═════ Data supplied

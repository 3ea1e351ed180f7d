use anyhow::{anyhow, Result};
use tracing_subscriber::filter::EnvFilter;
use tracing_subscriber::fmt::SubscriberBuilder;

/// Level used when `RUST_LOG` is unset, from the number of `-v` flags.
pub fn level_for_verbosity(verbose: u8) -> &'static str {
    match verbose {
        0 => "warn",
        1 => "info",
        _ => "debug",
    }
}

/// Installs the fmt subscriber. Logs go to stderr so stdout stays JSON.
pub fn init_tracing(level: Option<&str>) -> Result<()> {
    let default_level = level.unwrap_or("warn");
    let filter =
        EnvFilter::try_from_default_env().unwrap_or_else(|_| EnvFilter::new(default_level));

    SubscriberBuilder::default()
        .with_env_filter(filter)
        .with_target(false)
        .with_writer(std::io::stderr)
        .try_init()
        .map_err(|err| anyhow!("Failed to initialise logging: {}", err))?;

    Ok(())
}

══════════

» **Work to be completed**
Nothing may be omitted; retype every record exactly.

» **Solution for this exercise**
repository 3ea1e351ed180f7d
use anyhow::{anyhow, Result};
use tracing_subscriber::filter::EnvFilter;
use tracing_subscriber::fmt::SubscriberBuilder;

/// Level used when `RUST_LOG` is unset, from the number of `-v` flags.
pub fn level_for_verbosity(verbose: u8) -> &'static str {
    match verbose {
        0 => "warn",
        1 => "info",
        _ => "debug",
    }
}

/// Installs the fmt subscriber. Logs go to stderr so stdout stays JSON.
pub fn init_tracing(level: Option<&str>) -> Result<()> {
    let default_level = level.unwrap_or("warn");
    let filter =
        EnvFilter::try_from_default_env().unwrap_or_else(|_| EnvFilter::new(default_level));

    SubscriberBuilder::default()
        .with_env_filter(filter)
        .with_target(false)
        .with_writer(std::io::stderr)
        .try_init()
        .map_err(|err| anyhow!("Failed to initialise logging: {}", err))?;

    Ok(())
}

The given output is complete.